**To do**
Could you copy every entry exactly, with nothing changed?

○ ○ ○ ○ ○

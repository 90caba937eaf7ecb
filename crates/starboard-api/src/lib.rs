pub mod assets;
pub mod auth;
pub mod config;
pub mod convert;
pub mod credentials;
pub mod error;
pub mod favourites;
pub mod middleware;
pub mod router;
pub mod users;

pub use auth::{AppState, AppStateInner};
pub use config::AuthConfig;
pub use error::ApiError;
pub use router::app;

○ ○ ○ ○ ○

**Expected output**
repository 90caba937eaf7ecb
filename crates/starboard-api/src/lib.rs
pub mod assets;
pub mod auth;
pub mod config;
pub mod convert;
pub mod credentials;
pub mod error;
pub mod favourites;
pub mod middleware;
pub mod router;
pub mod users;

pub use auth::{AppState, AppStateInner};
pub use config::AuthConfig;
pub use error::ApiError;
pub use router::app;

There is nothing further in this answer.